- Instructions for the task:
Pull each line containing "RawCode" from the data.

::::::

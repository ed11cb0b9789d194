use mail_segment::{Label, LabelDistribution, SegmentError};

// --- Label ---

#[test]
fn test_rank_follows_schema_order() {
    for (rank, label) in Label::ALL.iter().enumerate() {
        assert_eq!(label.rank(), rank);
        assert_eq!(Label::from_rank(rank), Some(*label));
    }
    assert_eq!(Label::from_rank(Label::COUNT), None);
    assert_eq!(Label::Paragraph.rank(), 0);
    assert_eq!(Label::Pad.rank(), 16);
}

#[test]
fn test_names_parse_and_display() {
    assert_eq!("quotation_marker".parse::<Label>().unwrap(), Label::QuotationMarker);
    assert_eq!("<empty>".parse::<Label>().unwrap(), Label::Empty);
    assert_eq!(Label::InlineHeaders.to_string(), "inline_headers");
    assert!(matches!(
        "code".parse::<Label>(),
        Err(SegmentError::InvalidLabel(name)) if name == "code"
    ));
}

#[test]
fn test_serde_uses_schema_names() {
    assert_eq!(serde_json::to_string(&Label::Pad).unwrap(), "\"<pad>\"");
    assert_eq!(
        serde_json::from_str::<Label>("\"visual_separator\"").unwrap(),
        Label::VisualSeparator
    );
    for label in Label::ALL {
        let json = serde_json::to_string(&label).unwrap();
        assert_eq!(json, format!("\"{}\"", label.as_str()));
    }
}

#[test]
fn test_only_empty_and_pad_are_sentinels() {
    let sentinels: Vec<Label> = Label::ALL
        .into_iter()
        .filter(|l| l.is_sentinel())
        .collect();
    assert_eq!(sentinels, [Label::Empty, Label::Pad]);
}

// --- LabelDistribution ---

#[test]
fn test_wrong_length_is_rejected() {
    assert!(matches!(
        LabelDistribution::new(vec![0.5; 3]),
        Err(SegmentError::DistributionShape {
            expected: 17,
            actual: 3,
            ..
        })
    ));
}

#[test]
fn test_deserialized_scores_are_checked() {
    assert!(serde_json::from_str::<LabelDistribution>("[0.5, 0.5]").is_err());

    let json = serde_json::to_string(&LabelDistribution::one_hot(Label::Tabular)).unwrap();
    let dist: LabelDistribution = serde_json::from_str(&json).unwrap();
    assert_eq!(dist.argmax(), Label::Tabular);
}

#[test]
fn test_ranking_and_top_k() {
    let dist = LabelDistribution::from_scores(&[
        (Label::Quotation, 0.6),
        (Label::QuotationMarker, 0.3),
        (Label::Paragraph, 0.1),
    ]);

    assert_eq!(dist.argmax(), Label::Quotation);
    assert_eq!(
        dist.ranked()[..3],
        [Label::Quotation, Label::QuotationMarker, Label::Paragraph]
    );
    assert!(dist.in_top(Label::QuotationMarker, 2));
    assert!(!dist.in_top(Label::Paragraph, 2));
    assert!((dist.score(Label::QuotationMarker) - 0.3).abs() < f32::EPSILON);
}

#[test]
fn test_scores_need_not_sum_to_one() {
    let mut scores = vec![-2.0; Label::COUNT];
    scores[Label::Patch.rank()] = 4.5;
    scores[Label::RawCode.rank()] = 3.0;
    let dist = LabelDistribution::new(scores).unwrap();

    assert_eq!(dist.argmax(), Label::Patch);
    assert_eq!(dist.ranked()[1], Label::RawCode);
}

#[test]
fn test_one_hot() {
    let dist = LabelDistribution::one_hot(Label::Closing);
    assert_eq!(dist.argmax(), Label::Closing);
    assert_eq!(dist.scores().iter().filter(|s| **s > 0.0).count(), 1);
}
//! Core types flowing through the segmentation pipeline

use crate::label::Label;
use serde::{Deserialize, Serialize};
use serde_json::{Map, Value};

/// One position of a flat line stream
#[derive(Debug, Clone, PartialEq, Eq)]
pub enum Line {
    /// Structural padding between documents
    Pad,
    /// Raw line text including its terminator
    Text(String),
}

impl Line {
    #[must_use]
    pub fn text(&self) -> Option<&str> {
        match self {
            Self::Pad => None,
            Self::Text(t) => Some(t),
        }
    }

    #[must_use]
    pub const fn is_pad(&self) -> bool {
        matches!(self, Self::Pad)
    }

    /// Whitespace-only text line
    #[must_use]
    pub fn is_blank(&self) -> bool {
        self.text().is_some_and(|t| t.trim().is_empty())
    }
}

/// Split text on `\n`, re-attaching the terminator to every line
///
/// The final line always gets a terminator, so `"a\nb"` yields
/// `["a\n", "b\n"]` and `""` yields `["\n"]`.
#[must_use]
pub fn split_lines(text: &str) -> Vec<String> {
    text.split('\n').map(|l| format!("{l}\n")).collect()
}

/// An ingested message: its lines plus opaque metadata
#[derive(Debug, Clone, Default, PartialEq)]
pub struct Document {
    /// Lines with terminators preserved
    pub lines: Vec<String>,

    /// Attributes from the ingesting collaborator, round-tripped unchanged
    pub metadata: Map<String, Value>,
}

impl Document {
    pub fn new(lines: Vec<String>, metadata: Map<String, Value>) -> Self {
        Self { lines, metadata }
    }

    /// Document from raw newline-delimited text
    #[must_use]
    pub fn from_text(text: &str, metadata: Map<String, Value>) -> Self {
        Self::new(split_lines(text), metadata)
    }

    /// Document from a JSON object carrying a `text` field
    ///
    /// The whole object is kept as metadata. A missing or non-string
    /// `text` yields a document without lines.
    #[must_use]
    pub fn from_json(object: Map<String, Value>) -> Self {
        let lines = object
            .get("text")
            .and_then(Value::as_str)
            .map(split_lines)
            .unwrap_or_default();
        Self::new(lines, object)
    }

    #[must_use]
    pub fn len(&self) -> usize {
        self.lines.len()
    }

    #[must_use]
    pub fn is_empty(&self) -> bool {
        self.lines.is_empty()
    }
}

/// A line of one document together with its corrected label
#[derive(Debug, Clone, PartialEq, Eq, Serialize, Deserialize)]
pub struct LabeledLine {
    pub text: String,
    pub label: Label,
}

impl LabeledLine {
    pub fn new(text: impl Into<String>, label: Label) -> Self {
        Self {
            text: text.into(),
            label,
        }
    }
}

/// A contiguous run of one label in reconstructed document text
///
/// Offsets count characters and `end_offset` is inclusive. Serialized
/// as a `[start, end, label]` triple.
#[derive(Debug, Clone, Copy, PartialEq, Eq, Serialize, Deserialize)]
#[serde(into = "(usize, usize, Label)", from = "(usize, usize, Label)")]
pub struct Span {
    pub start_offset: usize,
    pub end_offset: usize,
    pub label: Label,
}

impl Span {
    #[must_use]
    pub const fn new(start_offset: usize, end_offset: usize, label: Label) -> Self {
        Self {
            start_offset,
            end_offset,
            label,
        }
    }

    /// Number of characters covered, zero for an inverted span
    #[must_use]
    pub const fn char_len(&self) -> usize {
        if self.end_offset < self.start_offset {
            0
        } else {
            self.end_offset - self.start_offset + 1
        }
    }

    /// The covered substring of `text`
    #[must_use]
    pub fn slice<'a>(&self, text: &'a str) -> &'a str {
        let mut indices = text.char_indices().map(|(i, _)| i).chain([text.len()]);
        let start = indices.nth(self.start_offset).unwrap_or(text.len());
        if self.end_offset < self.start_offset {
            return &text[start..start];
        }
        let end = indices
            .nth(self.end_offset - self.start_offset)
            .unwrap_or(text.len());
        &text[start..end]
    }
}

impl From<Span> for (usize, usize, Label) {
    fn from(span: Span) -> Self {
        (span.start_offset, span.end_offset, span.label)
    }
}

impl From<(usize, usize, Label)> for Span {
    fn from((start, end, label): (usize, usize, Label)) -> Self {
        Self::new(start, end, label)
    }
}

/// One output record per surviving document
#[derive(Debug, Clone, PartialEq, Serialize, Deserialize)]
pub struct Record {
    /// Original metadata minus the raw `text` and stripped fields
    #[serde(flatten)]
    pub metadata: Map<String, Value>,

    /// Annotation spans in document order
    pub labels: Vec<Span>,

    /// Left-trimmed reconstructed text the offsets refer to
    #[serde(skip_serializing_if = "Option::is_none")]
    pub text: Option<String>,

    /// Annotation time in epoch milliseconds
    #[serde(rename = "@modified", skip_serializing_if = "Option::is_none")]
    pub modified: Option<i64>,
}

/// Recursively unnested message structure
#[derive(Debug, Clone, PartialEq, Eq, Serialize, Deserialize)]
#[serde(rename_all = "snake_case")]
pub enum QuotationNode {
    /// A run of text carrying one label
    Leaf { text: String, label: Label },
    /// A re-segmented quotation block
    Nested(Vec<QuotationNode>),
}

impl QuotationNode {
    pub fn leaf(text: impl Into<String>, label: Label) -> Self {
        Self::Leaf {
            text: text.into(),
            label,
        }
    }

    #[must_use]
    pub fn label(&self) -> Option<Label> {
        match self {
            Self::Leaf { label, .. } => Some(*label),
            Self::Nested(_) => None,
        }
    }

    /// Nesting depth below this node, zero for leaves
    #[must_use]
    pub fn depth(&self) -> usize {
        match self {
            Self::Leaf { .. } => 0,
            Self::Nested(children) => 1 + children.iter().map(Self::depth).max().unwrap_or(0),
        }
    }
}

::::::

- Response to this task:
    scores[Label::RawCode.rank()] = 3.0;
    assert_eq!(dist.ranked()[1], Label::RawCode);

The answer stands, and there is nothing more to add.